Meet the flexi-dads at EY and JP Morgan showing part-time work isn’t just for women
EY director Chris Ashton Holt’s approach to work could be what more corporate men shift towards in the near future. He recently returned to his role as director for sustainable infrastructure at the accountancy firm after taking four months of parental leave to take care of his fourth child, a daughter who’s now 15 months-old.
London-based Ashton Holt has also returned to work four days a week, further breaking the mold of expectations for working dads. His wife, Paisley, works at consultancy PwC as a director in the sustainability and climate change team, and also works four days a week herself.
“Paisley and I have always had an equal partnership in terms of everything we do. Both of us have been keen to get that utopia of a work-life balance, being able to raise a family but have a successful career,” said Ashton Holt. He appeared recently on The Comeback Coach podcast, aimed at professionals returning to work after a career break.
Moving away from the caregiver female/breadwinner male dichotomy that has long defined families, as Ashton Holt and his wife are aiming for, is critical to rewriting gender norms, and ultimately, closing the gender pay gap – something more men are feeling compelled to do.

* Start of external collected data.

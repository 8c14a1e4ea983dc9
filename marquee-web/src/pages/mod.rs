//! Full page handlers
//!
//! Pages compose components into complete HTML documents sharing one base
//! layout with HTMX and Tailwind CSS.

pub mod home;

pub use home::home_page;

use axum::response::Html;

/// Wraps page content in the base document.
pub fn render_page(title: &str, content: &str) -> Html<String> {
    Html(format!(
        r#"<!DOCTYPE html>
<html lang="en">
<head>
    <title>{title} - Marquee</title>
    <meta charset="utf-8">
    <meta name="viewport" content="width=device-width, initial-scale=1">
    <script src="https://cdn.tailwindcss.com"></script>
    <script src="https://unpkg.com/htmx.org@1.9.10"></script>
    <style>
        body {{ background: #030014; font-family: 'DM Sans', sans-serif; }}
        .text-gradient {{ background: linear-gradient(to right, #d6c7ff, #ab8bff);
                          -webkit-background-clip: text; background-clip: text; color: transparent; }}
        .fancy-text {{ -webkit-text-stroke: 5px rgba(206, 206, 251, 0.5); font-size: 190px;
                       font-weight: 800; color: #0f0d23; line-height: 1; }}
    </style>
</head>
<body class="min-h-screen text-white">
    <main class="max-w-7xl mx-auto px-5 py-12">
        {content}
    </main>
</body>
</html>"#
    ))
}
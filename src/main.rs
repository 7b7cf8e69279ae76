use clap::Parser;
use tracing_subscriber::EnvFilter;

use agentic_sandbox::cli::{Cli, run_command};

#[tokio::main]
async fn main() -> anyhow::Result<()> {
    let cli = Cli::parse();

    // Logs go to stderr; stdout carries the command's output.
    let filter = EnvFilter::try_from_default_env()
        .unwrap_or_else(|_| EnvFilter::new("agentic_sandbox=info"));
    let subscriber = tracing_subscriber::fmt()
        .with_env_filter(filter)
        .with_writer(std::io::stderr)
        .with_target(false);
    if cli.json_logs {
        subscriber.json().init();
    } else {
        subscriber.init();
    }

    let code = run_command(cli).await?;
    std::process::exit(code);
}
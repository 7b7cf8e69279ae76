//! Image assurance: build-or-reuse the image tagged for a profile.

use std::collections::HashMap;
use std::sync::{Arc, Mutex};

use tracing::{debug, info};

use crate::archive::{SandboxFile, create_archive};
use crate::config::Profile;
use crate::daemon::DaemonApi;
use crate::error::{Result, SandboxError};

/// Render the Dockerfile for a profile.
///
/// Steps always appear in the same order so identical profiles produce
/// identical recipes.
pub fn generate_dockerfile(profile: &Profile, workdir: &str) -> String {
    let user = &profile.user;
    let mut lines = vec![format!("FROM {}", profile.base_image)];

    if profile.is_non_root() {
        lines.push(format!("RUN groupadd -r {user} && useradd -r -g {user} {user}"));
    }

    if !profile.system_packages.is_empty() {
        lines.push(format!(
            "RUN apt-get update && apt-get install -y --no-install-recommends {} \
             && rm -rf /var/lib/apt/lists/*",
            profile.system_packages.join(" ")
        ));
    }

    if !profile.python_packages.is_empty() {
        lines.push(format!(
            "RUN pip install --no-cache-dir {}",
            profile.python_packages.join(" ")
        ));
    }

    lines.push(format!("WORKDIR {}", workdir));

    if profile.is_non_root() {
        lines.push(format!("RUN chown -R {user}:{user} {workdir}"));
        lines.push(format!("USER {user}"));
    }

    lines.push(r#"CMD ["python3"]"#.to_string());
    lines.join("\n")
}

/// Ensures profile images exist, building them on first use.
///
/// Builds of the same tag are serialized: a caller that waited for another
/// caller's build re-checks the daemon and reuses the result.
pub struct ImageManager {
    api: Arc<dyn DaemonApi>,
    workdir: String,
    build_locks: Mutex<HashMap<String, Arc<tokio::sync::Mutex<()>>>>,
}

impl ImageManager {
    pub fn new(api: Arc<dyn DaemonApi>, workdir: impl Into<String>) -> Self {
        Self {
            api,
            workdir: workdir.into(),
            build_locks: Mutex::new(HashMap::new()),
        }
    }

    /// Return the profile's image tag, building the image if it is missing or
    /// `force_rebuild` is set.
    pub async fn ensure(&self, profile: &Profile, force_rebuild: bool) -> Result<String> {
        let tag = profile.image.as_str();

        if !force_rebuild && self.api.image_exists(tag).await? {
            debug!(tag = %tag, profile = %profile.name, "Image already exists");
            return Ok(tag.to_string());
        }

        let lock = self.build_lock(tag);
        let _guard = lock.lock().await;

        if !force_rebuild && self.api.image_exists(tag).await? {
            debug!(tag = %tag, profile = %profile.name, "Image built by a concurrent caller");
            return Ok(tag.to_string());
        }

        info!(tag = %tag, profile = %profile.name, "Building image");
        let dockerfile = generate_dockerfile(profile, &self.workdir);
        debug!(tag = %tag, dockerfile = %dockerfile, "Generated Dockerfile");

        let context = create_archive(&[SandboxFile::new("Dockerfile", dockerfile)])?;
        self.api
            .build_image(tag, context)
            .await
            .map_err(|e| match e {
                SandboxError::ImageBuild { .. } => e,
                other => SandboxError::ImageBuild {
                    tag: tag.to_string(),
                    reason: other.to_string(),
                },
            })?;

        info!(tag = %tag, "Build successful");
        Ok(tag.to_string())
    }

    fn build_lock(&self, tag: &str) -> Arc<tokio::sync::Mutex<()>> {
        let mut locks = self
            .build_locks
            .lock()
            .unwrap_or_else(|poisoned| poisoned.into_inner());
        Arc::clone(locks.entry(tag.to_string()).or_default())
    }
}

#[cfg(test)]
mod tests {
    use pretty_assertions::assert_eq;

    use super::*;

    #[test]
    fn test_dockerfile_for_non_root_profile() {
        let profile = Profile::new("ds", "sandbox/ds:latest", "python:3.12-slim")
            .with_user("analyst")
            .with_system_packages(["libgomp1", "fonts-dejavu"])
            .with_python_packages(["numpy", "pandas"]);

        let expected = "\
FROM python:3.12-slim
RUN groupadd -r analyst && useradd -r -g analyst analyst
RUN apt-get update && apt-get install -y --no-install-recommends libgomp1 fonts-dejavu && rm -rf /var/lib/apt/lists/*
RUN pip install --no-cache-dir numpy pandas
WORKDIR /sandbox
RUN chown -R analyst:analyst /sandbox
USER analyst
CMD [\"python3\"]";
        assert_eq!(generate_dockerfile(&profile, "/sandbox"), expected);
    }

    #[test]
    fn test_dockerfile_for_root_profile_without_packages() {
        let profile = Profile::new("bare", "sandbox/bare:latest", "python:3.12-alpine");
        let expected = "FROM python:3.12-alpine\nWORKDIR /work\nCMD [\"python3\"]";
        assert_eq!(generate_dockerfile(&profile, "/work"), expected);
    }

    #[test]
    fn test_dockerfile_is_deterministic() {
        let profile = Profile::new("ds", "t", "python:3.12-slim")
            .with_python_packages(["scipy"])
            .with_user("u");
        assert_eq!(
            generate_dockerfile(&profile, "/sandbox"),
            generate_dockerfile(&profile.clone(), "/sandbox")
        );
    }
}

A 2021 study of over 2,000 working fathers by the Fatherhood Institute in the U.K. found that 76% of partnered fathers hoped to work more flexibly in the future, with 63% hoping to work more from home. The Covid-19 lockdowns saw 78% of them spend more time with their children, leading to 65% reporting a better relationship with their children, and in turn, better mental well-being.
It’s why Ian Dinwiddy, founder of career coaching consultancy Inspiring Dads, believes companies which seek to solve gender equality issues by looking solely at women are making a mistake. Those errors include focusing just on enhancing maternity leave, assuming that working dads don’t have or want caring responsibilities, making flexible working look like a perk just for moms or senior leaders. Ultimately, failing to understand that gender equality at work, starts at home.
“For business leaders, for whom dual-income relationships were an anomaly as their careers developed, it can be a lot to take in. But if society and the workplace is going to make tangible progress towards gender equality, both at home and at work, and closing pay gaps, then the cultural stereotypes that damage everyone have to be broken,” said Dinwiddy. Also based in London, he runs webinars and workshops aimed at supporting new dads at work, like this one, for companies such as AkzoNobel and ClearChannel.
“Just think how powerful it would be for gender equality if a business could not tell which prospective parent was likely to take extended leave or seek to work flexibly, remotely or part-time,” he added.
That’s a big part of why recruitment professional John Bennett is pioneering job sharing, through his new role as jobs share program recruitment co-ordinator for JP Morgan. Bennett is helping roll out this format of working to as many roles across the business as possible. The aim is to make working part-time hours more palatable to a business and individuals as job sharing preserves the resource and gravitas of a full-time role.
Bennett’s role itself is a job share, contracted to work 2.5 days across Wednesday to Friday, meaning he’s home on Mondays and Tuesdays to take on school and activity ferrying duties for his two daughters, aged 13 and nine years-old. When his children are at school, he works on his HR and coaching consultancies.
Job sharing, he said, allows him to have more interaction with his children, and to be a better valued partner to his wife Julie, a freelance editor. But in the finance world, perceptions of masculinity, and therefore ways of working, are hard to change, he revealed.
“A man has this preconceived belief that they are less of a man if they are not bringing in equal or greater money than their wife. But it depends what you call a real man. Is a real man there to look after his family and be present with his children?” Dorchester-based Bennett questioned. “Or is a real man somebody who works 80 hours a week, only seeing their family on vacation, and their children then shy away from them because they don’t know them?”
Other reasons people and businesses would benefit from job sharing, Bennett added, include opening up time for someone to pursue a passion or side hustle, allowing for caring responsibilities for elderly parents, or creating a graduated retirement pathway.
For Ashton Holt, having the freedom and support to work at the capacity that suits his family life is one of the reasons he’s stayed at EY for over 12 years.
“It has been a really positive organization that has been very supportive of all types of flexible working,” he said. “If a company isn’t willing to consider that, it would be a red flag that maybe that isn’t somewhere where I want to spend most of my waking hours in that environment.”